In einer alters- und geschlechtsgepaarten Fall-Kontroll-Studie (164 Fälle, 336 Kontrollen) wurden auf der Basis von Daten der Gutachterstelle der Bayerischen Landesärztekammer der Jahre 2004–2006 demografische, medizinische und sonstige Variablen identifiziert, welche zur Anerkennung eines Behandlungsfehlervorwurfes beitrugen. Die statistische Modellierung erfolgte mittels logistischer Regressionsanalyse.
Das abschließende multivariate Modell erklärte 71% der Varianz bzw. Wahrscheinlichkeit einer Anerkennung eines Behandlungsfehlervorwurfs und beinhaltete drei medizinische Konsequenzen (d. h., Heilverzögerung, Reoperation und Bewegungseinschränkung), eine spezifische Entität (Fraktur) und eine soziodemografische Variable (Berufskraftfahrer). Vermeidbare Faktoren waren die unzureichende Patientenaufklärung [Odds-Ratio (OR) =2,33, 95%-Konfidenzintervall (-KI) =1,23–4,43] und die fehlende oder unzureichende Bildgebung (OR=1,90, 95%-KI=1,06–3,41).
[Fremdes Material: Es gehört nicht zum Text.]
//! Fat-tree sizing derived from the switch radix.
//!
//! # Invariant group
//!
//! Every count in [`FatTreeDims`] is a function of the radix `K` and the
//! oversubscription `ratio`:
//!
//! ```text
//! pods            = K
//! tor_per_pod     = K/2
//! aggr_per_pod    = K/2
//! core_groups     = K/2
//! core_per_group  = K/2
//! hosts_per_tor   = K/2 * ratio
//! total_host      = K³/4 * ratio
//! total_tor       = tor_per_pod  * pods
//! total_aggr      = aggr_per_pod * pods
//! total_core      = core_per_group * core_groups
//! ```
//!
//! The fields are private and only written by [`FatTreeDims::recompute`], so a
//! stale total after changing `K` cannot be expressed.
//!
//! Hosts are addressed `10.<pod>.<tor>.<4·slot + 1>` and listen on port
//! `host + 1`, which bounds the pod count, the hosts per ToR and the host
//! total.  [`FatTreeDims::new`] rejects anything outside those bounds.

use crate::{FtError, FtResult, HostIndex, Layer};

/// The pod number is one address octet.
pub const MAX_PODS: u32 = 255;

/// `4·slot + 1` must fit the last address octet.
pub const MAX_HOSTS_PER_TOR: u32 = 63;

/// Every host's port `host + 1` must fit a `u16`.
pub const MAX_TOTAL_HOST: u32 = u16::MAX as u32 - 1;

/// Radix-derived fat-tree dimensions.  Cheap to copy.
#[derive(Copy, Clone, Debug, PartialEq, Eq)]
pub struct FatTreeDims {
    radix:          u32,
    ratio:          u32,
    pods:           u32,
    tor_per_pod:    u32,
    aggr_per_pod:   u32,
    core_groups:    u32,
    core_per_group: u32,
    hosts_per_tor:  u32,
    total_host:     u32,
    total_tor:      u32,
    total_aggr:     u32,
    total_core:     u32,
}

impl FatTreeDims {
    /// Build dimensions for radix `radix` (even, ≥ 2) and host
    /// oversubscription `ratio` (≥ 1).
    pub fn new(radix: u32, ratio: u32) -> FtResult<Self> {
        Self::check(radix, ratio)?;
        let mut dims = FatTreeDims {
            radix,
            ratio,
            pods: 0,
            tor_per_pod: 0,
            aggr_per_pod: 0,
            core_groups: 0,
            core_per_group: 0,
            hosts_per_tor: 0,
            total_host: 0,
            total_tor: 0,
            total_aggr: 0,
            total_core: 0,
        };
        dims.recompute();
        Ok(dims)
    }

    /// Change the radix; every derived total is recomputed.
    pub fn set_radix(&mut self, radix: u32) -> FtResult<()> {
        Self::check(radix, self.ratio)?;
        self.radix = radix;
        self.recompute();
        Ok(())
    }

    /// Change the oversubscription ratio; every derived total is recomputed.
    pub fn set_ratio(&mut self, ratio: u32) -> FtResult<()> {
        Self::check(self.radix, ratio)?;
        self.ratio = ratio;
        self.recompute();
        Ok(())
    }

    fn check(radix: u32, ratio: u32) -> FtResult<()> {
        if radix < 2 || radix % 2 != 0 {
            return Err(FtError::Config(format!("switch radix must be even and >= 2, got {radix}")));
        }
        if ratio == 0 {
            return Err(FtError::Config("oversubscription ratio must be >= 1".into()));
        }
        if radix > MAX_PODS {
            return Err(FtError::Config(format!("switch radix must be <= {MAX_PODS}, got {radix}")));
        }
        let hosts_per_tor = (radix / 2).checked_mul(ratio).filter(|&h| h <= MAX_HOSTS_PER_TOR);
        if hosts_per_tor.is_none() {
            return Err(FtError::Config(format!(
                "radix {radix} with ratio {ratio} puts more than {MAX_HOSTS_PER_TOR} hosts on a ToR"
            )));
        }
        let total_host = u64::from(radix).pow(3) / 4 * u64::from(ratio);
        if total_host > u64::from(MAX_TOTAL_HOST) {
            return Err(FtError::Config(format!(
                "radix {radix} with ratio {ratio} gives {total_host} hosts, more than {MAX_TOTAL_HOST}"
            )));
        }
        Ok(())
    }

    // Only called after `check`, so no product overflows.
    fn recompute(&mut self) {
        let k = self.radix;
        let half = k / 2;
        self.pods           = k;
        self.tor_per_pod    = half;
        self.aggr_per_pod   = half;
        self.core_groups    = half;
        self.core_per_group = half;
        self.hosts_per_tor  = half * self.ratio;
        self.total_host     = (k * k * k / 4) * self.ratio;
        self.total_tor      = self.tor_per_pod * self.pods;
        self.total_aggr     = self.aggr_per_pod * self.pods;
        self.total_core     = self.core_per_group * self.core_groups;
    }

    // ── Accessors ─────────────────────────────────────────────────────────

    pub fn radix(&self) -> u32 { self.radix }
    pub fn ratio(&self) -> u32 { self.ratio }
    pub fn pods(&self) -> u32 { self.pods }
    pub fn tor_per_pod(&self) -> u32 { self.tor_per_pod }
    pub fn aggr_per_pod(&self) -> u32 { self.aggr_per_pod }
    pub fn core_groups(&self) -> u32 { self.core_groups }
    pub fn core_per_group(&self) -> u32 { self.core_per_group }
    pub fn hosts_per_tor(&self) -> u32 { self.hosts_per_tor }
    pub fn total_host(&self) -> u32 { self.total_host }
    pub fn total_tor(&self) -> u32 { self.total_tor }
    pub fn total_aggr(&self) -> u32 { self.total_aggr }
    pub fn total_core(&self) -> u32 { self.total_core }

    // ── Per-layer views ───────────────────────────────────────────────────

    /// Number of nodes in `layer`.
    pub fn node_count(&self, layer: Layer) -> usize {
        (match layer {
            Layer::Core => self.total_core,
            Layer::Aggr => self.total_aggr,
            Layer::Tor  => self.total_tor,
            Layer::Host => self.total_host,
        }) as usize
    }

    /// Links per node in `layer`, excluding the loopback device.
    pub fn devices_per_node(&self, layer: Layer) -> usize {
        (match layer {
            // one downlink per pod
            Layer::Core => self.pods,
            Layer::Aggr => self.tor_per_pod + self.core_per_group,
            Layer::Tor  => self.hosts_per_tor + self.aggr_per_pod,
            Layer::Host => 1,
        }) as usize
    }

    /// `(pod, tor-in-pod, slot-on-tor)` of a host.  Hosts are numbered
    /// pod-major, then by ToR, then by slot.
    pub fn host_position(&self, host: HostIndex) -> (u32, u32, u32) {
        let per_pod = self.tor_per_pod * self.hosts_per_tor;
        let pod = host.0 / per_pod;
        let rem = host.0 % per_pod;
        (pod, rem / self.hosts_per_tor, rem % self.hosts_per_tor)
    }
}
Eine konsequente Umsetzung der Prinzipien der chirurgischen Qualitätssicherung wie Transparenz der Patientenaufklärung und leitliniengerechte prä-, intra- und postoperative Bilddokumentation könnte das Vertrauensverhältnis zwischen Patienten und Therapeuten erheblich verbessern und spätere juristische Konsequenzen vermeiden helfen. Mögliche nächste Schritte sind Kooperationen mit Haftpflichtversicherungen und dem Institut für Patientensicherheit sowie die Neuentwicklung von speziellen Curricula zum Risikomanagement.